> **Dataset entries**
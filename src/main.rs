// Entry point: mirror Codmon resource-room attachments into Google Drive.
//
// **Architecture Overview:**
// - `core/` = Sync workflow and the ports it needs (no browser or HTTP code)
// - `infra/` = Implementations of those ports (WebDriver, Drive API, filesystem)
//
// This file's job is to:
// 1. Set up logging and load the configuration snapshot
// 2. Prepare the scratch directory and the Drive client
// 3. Start the browser and run the sync
// 4. Always close the browser, however the run ended

#[path = "core/core_layer.rs"]
mod core;
#[path = "infra/infra_layer.rs"]
mod infra;

use std::path::Path;
use std::process::ExitCode;
use std::sync::Mutex;

use anyhow::Context;
use tracing_subscriber::layer::SubscriberExt;
use tracing_subscriber::util::SubscriberInitExt;
use tracing_subscriber::{fmt, EnvFilter};

use crate::core::config::AppConfig;
use crate::core::sync::{DriveStore, SyncService, SyncSettings};
use crate::infra::codmon::CodmonPortal;
use crate::infra::drive::{GoogleDriveClient, InMemoryDrive};
use crate::infra::google_auth::scope_for;
use crate::infra::scratch::ScratchDir;

const DEFAULT_LOG_FILE: &str = "codmon_2_gdrive.log";

/// Logs go to stdout and are appended to a local file.
fn init_tracing(log_path: &str) -> anyhow::Result<()> {
    let file = std::fs::OpenOptions::new()
        .create(true)
        .append(true)
        .open(log_path)
        .with_context(|| format!("Failed to open log file {}", log_path))?;

    let filter = EnvFilter::try_from_default_env().unwrap_or_else(|_| EnvFilter::new("info"));

    tracing_subscriber::registry()
        .with(filter)
        .with(fmt::layer())
        .with(fmt::layer().with_ansi(false).with_writer(Mutex::new(file)))
        .try_init()
        .context("Failed to install tracing subscriber")?;

    Ok(())
}

#[tokio::main]
async fn main() -> ExitCode {
    // Load environment variables from .env file (if it exists)
    dotenv::dotenv().ok();

    let log_path =
        std::env::var("CODMON_LOG_FILE").unwrap_or_else(|_| DEFAULT_LOG_FILE.to_string());
    if let Err(e) = init_tracing(&log_path) {
        eprintln!("{:#}", e);
        return ExitCode::FAILURE;
    }

    match run().await {
        Ok(()) => ExitCode::SUCCESS,
        Err(e) => {
            tracing::error!("Run failed: {:#}", e);
            ExitCode::FAILURE
        }
    }
}

async fn run() -> anyhow::Result<()> {
    let config = AppConfig::from_env().context("Invalid configuration")?;

    let scratch = ScratchDir::new(
        &config.download_dir,
        config.timing.download_timeout,
        config.timing.download_poll_interval,
    );
    scratch
        .prepare()
        .await
        .with_context(|| format!("Cannot use download directory {}", config.download_dir.display()))?;

    // Chrome wants an absolute download path.
    let download_dir = tokio::fs::canonicalize(scratch.path()).await?;

    if config.dry_run {
        tracing::warn!("DRY_RUN is set: nothing will be uploaded to Drive");
        return sync_with(&config, InMemoryDrive::new(), scratch, &download_dir).await;
    }

    let source = config
        .service_account
        .as_ref()
        .context("GOOGLE_SERVICE_ACCOUNT_KEY is not set")?;
    let drive = GoogleDriveClient::from_source(source, scope_for(&config.folder))
        .await
        .context("Failed to set up the Drive client")?;

    sync_with(&config, drive, scratch, &download_dir).await
}

async fn sync_with<D: DriveStore>(
    config: &AppConfig,
    drive: D,
    scratch: ScratchDir,
    download_dir: &Path,
) -> anyhow::Result<()> {
    let portal = CodmonPortal::connect(&config.browser, &config.timing, download_dir).await?;

    let settings = SyncSettings {
        max_posts_per_page: config.max_posts_per_page,
    };
    let service = SyncService::new(portal, drive, scratch, settings);

    let report = service
        .run_to_completion(&config.credentials, &config.folder)
        .await?;
    if report.skipped() > 0 {
        tracing::warn!("{} attachment(s) were skipped, see above", report.skipped());
    }
    tracing::info!("Sync finished: {}", report.summary());
    Ok(())
}
// Ports the sync workflow depends on.
//
// - `Portal` drives the parent portal's UI.
// - `DriveStore` is the destination file store.
// - `DownloadWatcher` tells us when the browser has finished saving a file.
//
// Implementations live in the infra layer.

use std::path::{Path, PathBuf};

use async_trait::async_trait;
use thiserror::Error;

use super::sync_models::{Attachment, DriveItem, PortalCredentials, PostDetail};

// ============================================================================
// ERRORS
// ============================================================================

#[derive(Debug, Error)]
pub enum PortalError {
    #[error("Browser error: {0}")]
    Browser(String),

    #[error("Element not found: {0}")]
    ElementMissing(String),

    #[error("Timed out waiting for {0}")]
    Timeout(String),
}

#[derive(Debug, Error)]
pub enum DriveError {
    #[error("Drive authentication failed: {0}")]
    Auth(String),

    #[error("Drive API error: {0}")]
    Api(String),

    #[error("IO error: {0}")]
    Io(#[from] std::io::Error),

    #[error("Folder {0} does not exist or is trashed")]
    FolderNotFound(String),
}

// ============================================================================
// TRAITS
// ============================================================================

/// Scripted access to the portal's resource room.
///
/// Posts are addressed by their position on the current page so callers never
/// hold on to element handles across navigations.
#[async_trait]
pub trait Portal: Send + Sync {
    async fn login(&self, credentials: &PortalCredentials) -> Result<(), PortalError>;

    /// Navigates from the home screen to the resource room listing.
    async fn open_resource_room(&self) -> Result<(), PortalError>;

    /// Number of posts listed on the current page.
    async fn post_count(&self) -> Result<usize, PortalError>;

    /// Opens the post at `index` and reads its detail page.
    async fn open_post(&self, index: usize) -> Result<PostDetail, PortalError>;

    /// Starts the download of an attachment of the currently open post.
    ///
    /// Returns once the popup window the portal opens has been closed again;
    /// the file may still be arriving on disk.
    async fn download_attachment(&self, attachment: &Attachment) -> Result<(), PortalError>;

    /// Leaves the detail page and returns to the listing.
    async fn back_to_posts(&self) -> Result<(), PortalError>;

    /// Advances to the next page. Returns `false` when already on the last one.
    async fn next_page(&self) -> Result<bool, PortalError>;

    /// Ends the browser session. Called once, however the run ended.
    async fn shutdown(&self) -> Result<(), PortalError>;
}

/// Destination folder operations.
#[async_trait]
pub trait DriveStore: Send + Sync {
    /// Non-trashed folders with exactly this name, in the order the API returns them.
    async fn find_folders(&self, name: &str) -> Result<Vec<DriveItem>, DriveError>;

    /// The folder with this id, or `None` if it is missing, trashed or not a folder.
    async fn get_folder(&self, id: &str) -> Result<Option<DriveItem>, DriveError>;

    async fn create_folder(&self, name: &str) -> Result<DriveItem, DriveError>;

    /// Whether a non-trashed file with exactly this name is in the folder.
    async fn file_exists(&self, folder_id: &str, name: &str) -> Result<bool, DriveError>;

    async fn upload_file(
        &self,
        folder_id: &str,
        name: &str,
        path: &Path,
    ) -> Result<DriveItem, DriveError>;
}

#[async_trait]
pub trait DownloadWatcher: Send + Sync {
    /// Waits for `file_name` to appear in the download location.
    /// Returns `None` when it does not show up in time.
    async fn wait_for(&self, file_name: &str) -> Option<PathBuf>;

    /// Removes a previous download of `file_name`, if any.
    ///
    /// The browser would otherwise save a second file of the same name as
    /// `name (1).ext` and `wait_for` would return the old one.
    async fn discard(&self, file_name: &str);
}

> **WORK INSTRUCTIONS**
Every entry must be printed again, exactly as it reads.

> **RESULT BELOW**
filename src/main.rs
// Entry point: mirror Codmon resource-room attachments into Google Drive.
//
// **Architecture Overview:**
// - `core/` = Sync workflow and the ports it needs (no browser or HTTP code)
// - `infra/` = Implementations of those ports (WebDriver, Drive API, filesystem)
//
// This file's job is to:
// 1. Set up logging and load the configuration snapshot
// 2. Prepare the scratch directory and the Drive client
// 3. Start the browser and run the sync
// 4. Always close the browser, however the run ended

#[path = "core/core_layer.rs"]
mod core;
#[path = "infra/infra_layer.rs"]
mod infra;

use std::path::Path;
use std::process::ExitCode;
use std::sync::Mutex;

use anyhow::Context;
use tracing_subscriber::layer::SubscriberExt;
use tracing_subscriber::util::SubscriberInitExt;
use tracing_subscriber::{fmt, EnvFilter};

use crate::core::config::AppConfig;
use crate::core::sync::{DriveStore, SyncService, SyncSettings};
use crate::infra::codmon::CodmonPortal;
use crate::infra::drive::{GoogleDriveClient, InMemoryDrive};
use crate::infra::google_auth::scope_for;
use crate::infra::scratch::ScratchDir;

const DEFAULT_LOG_FILE: &str = "codmon_2_gdrive.log";

/// Logs go to stdout and are appended to a local file.
fn init_tracing(log_path: &str) -> anyhow::Result<()> {
    let file = std::fs::OpenOptions::new()
        .create(true)
        .append(true)
        .open(log_path)
        .with_context(|| format!("Failed to open log file {}", log_path))?;

    let filter = EnvFilter::try_from_default_env().unwrap_or_else(|_| EnvFilter::new("info"));

    tracing_subscriber::registry()
        .with(filter)
        .with(fmt::layer())
        .with(fmt::layer().with_ansi(false).with_writer(Mutex::new(file)))
        .try_init()
        .context("Failed to install tracing subscriber")?;

    Ok(())
}

#[tokio::main]
async fn main() -> ExitCode {
    // Load environment variables from .env file (if it exists)
    dotenv::dotenv().ok();

    let log_path =
        std::env::var("CODMON_LOG_FILE").unwrap_or_else(|_| DEFAULT_LOG_FILE.to_string());
    if let Err(e) = init_tracing(&log_path) {
        eprintln!("{:#}", e);
        return ExitCode::FAILURE;
    }

    match run().await {
        Ok(()) => ExitCode::SUCCESS,
        Err(e) => {
            tracing::error!("Run failed: {:#}", e);
            ExitCode::FAILURE
        }
    }
}

async fn run() -> anyhow::Result<()> {
    let config = AppConfig::from_env().context("Invalid configuration")?;

    let scratch = ScratchDir::new(
        &config.download_dir,
        config.timing.download_timeout,
        config.timing.download_poll_interval,
    );
    scratch
        .prepare()
        .await
        .with_context(|| format!("Cannot use download directory {}", config.download_dir.display()))?;

    // Chrome wants an absolute download path.
    let download_dir = tokio::fs::canonicalize(scratch.path()).await?;

    if config.dry_run {
        tracing::warn!("DRY_RUN is set: nothing will be uploaded to Drive");
        return sync_with(&config, InMemoryDrive::new(), scratch, &download_dir).await;
    }

    let source = config
        .service_account
        .as_ref()
        .context("GOOGLE_SERVICE_ACCOUNT_KEY is not set")?;
    let drive = GoogleDriveClient::from_source(source, scope_for(&config.folder))
        .await
        .context("Failed to set up the Drive client")?;

    sync_with(&config, drive, scratch, &download_dir).await
}

async fn sync_with<D: DriveStore>(
    config: &AppConfig,
    drive: D,
    scratch: ScratchDir,
    download_dir: &Path,
) -> anyhow::Result<()> {
    let portal = CodmonPortal::connect(&config.browser, &config.timing, download_dir).await?;

    let settings = SyncSettings {
        max_posts_per_page: config.max_posts_per_page,
    };
    let service = SyncService::new(portal, drive, scratch, settings);

    let report = service
        .run_to_completion(&config.credentials, &config.folder)
        .await?;
    if report.skipped() > 0 {
        tracing::warn!("{} attachment(s) were skipped, see above", report.skipped());
    }
    tracing::info!("Sync finished: {}", report.summary());
    Ok(())
}
// Ports the sync workflow depends on.
//
// - `Portal` drives the parent portal's UI.
// - `DriveStore` is the destination file store.
// - `DownloadWatcher` tells us when the browser has finished saving a file.
//
// Implementations live in the infra layer.

use std::path::{Path, PathBuf};

use async_trait::async_trait;
use thiserror::Error;

use super::sync_models::{Attachment, DriveItem, PortalCredentials, PostDetail};

// ============================================================================
// ERRORS
// ============================================================================

#[derive(Debug, Error)]
pub enum PortalError {
    #[error("Browser error: {0}")]
    Browser(String),

    #[error("Element not found: {0}")]
    ElementMissing(String),

    #[error("Timed out waiting for {0}")]
    Timeout(String),
}

#[derive(Debug, Error)]
pub enum DriveError {
    #[error("Drive authentication failed: {0}")]
    Auth(String),

    #[error("Drive API error: {0}")]
    Api(String),

    #[error("IO error: {0}")]
    Io(#[from] std::io::Error),

    #[error("Folder {0} does not exist or is trashed")]
    FolderNotFound(String),
}

// ============================================================================
// TRAITS
// ============================================================================

/// Scripted access to the portal's resource room.
///
/// Posts are addressed by their position on the current page so callers never
/// hold on to element handles across navigations.
#[async_trait]
pub trait Portal: Send + Sync {
    async fn login(&self, credentials: &PortalCredentials) -> Result<(), PortalError>;

    /// Navigates from the home screen to the resource room listing.
    async fn open_resource_room(&self) -> Result<(), PortalError>;

    /// Number of posts listed on the current page.
    async fn post_count(&self) -> Result<usize, PortalError>;

    /// Opens the post at `index` and reads its detail page.
    async fn open_post(&self, index: usize) -> Result<PostDetail, PortalError>;

    /// Starts the download of an attachment of the currently open post.
    ///
    /// Returns once the popup window the portal opens has been closed again;
    /// the file may still be arriving on disk.
    async fn download_attachment(&self, attachment: &Attachment) -> Result<(), PortalError>;

    /// Leaves the detail page and returns to the listing.
    async fn back_to_posts(&self) -> Result<(), PortalError>;

    /// Advances to the next page. Returns `false` when already on the last one.
    async fn next_page(&self) -> Result<bool, PortalError>;

    /// Ends the browser session. Called once, however the run ended.
    async fn shutdown(&self) -> Result<(), PortalError>;
}

/// Destination folder operations.
#[async_trait]
pub trait DriveStore: Send + Sync {
    /// Non-trashed folders with exactly this name, in the order the API returns them.
    async fn find_folders(&self, name: &str) -> Result<Vec<DriveItem>, DriveError>;

    /// The folder with this id, or `None` if it is missing, trashed or not a folder.
    async fn get_folder(&self, id: &str) -> Result<Option<DriveItem>, DriveError>;

    async fn create_folder(&self, name: &str) -> Result<DriveItem, DriveError>;

    /// Whether a non-trashed file with exactly this name is in the folder.
    async fn file_exists(&self, folder_id: &str, name: &str) -> Result<bool, DriveError>;

    async fn upload_file(
        &self,
        folder_id: &str,
        name: &str,
        path: &Path,
    ) -> Result<DriveItem, DriveError>;
}

#[async_trait]
pub trait DownloadWatcher: Send + Sync {
    /// Waits for `file_name` to appear in the download location.
    /// Returns `None` when it does not show up in time.
    async fn wait_for(&self, file_name: &str) -> Option<PathBuf>;

    /// Removes a previous download of `file_name`, if any.
    ///
    /// The browser would otherwise save a second file of the same name as
    /// `name (1).ext` and `wait_for` would return the old one.
    async fn discard(&self, file_name: &str);
}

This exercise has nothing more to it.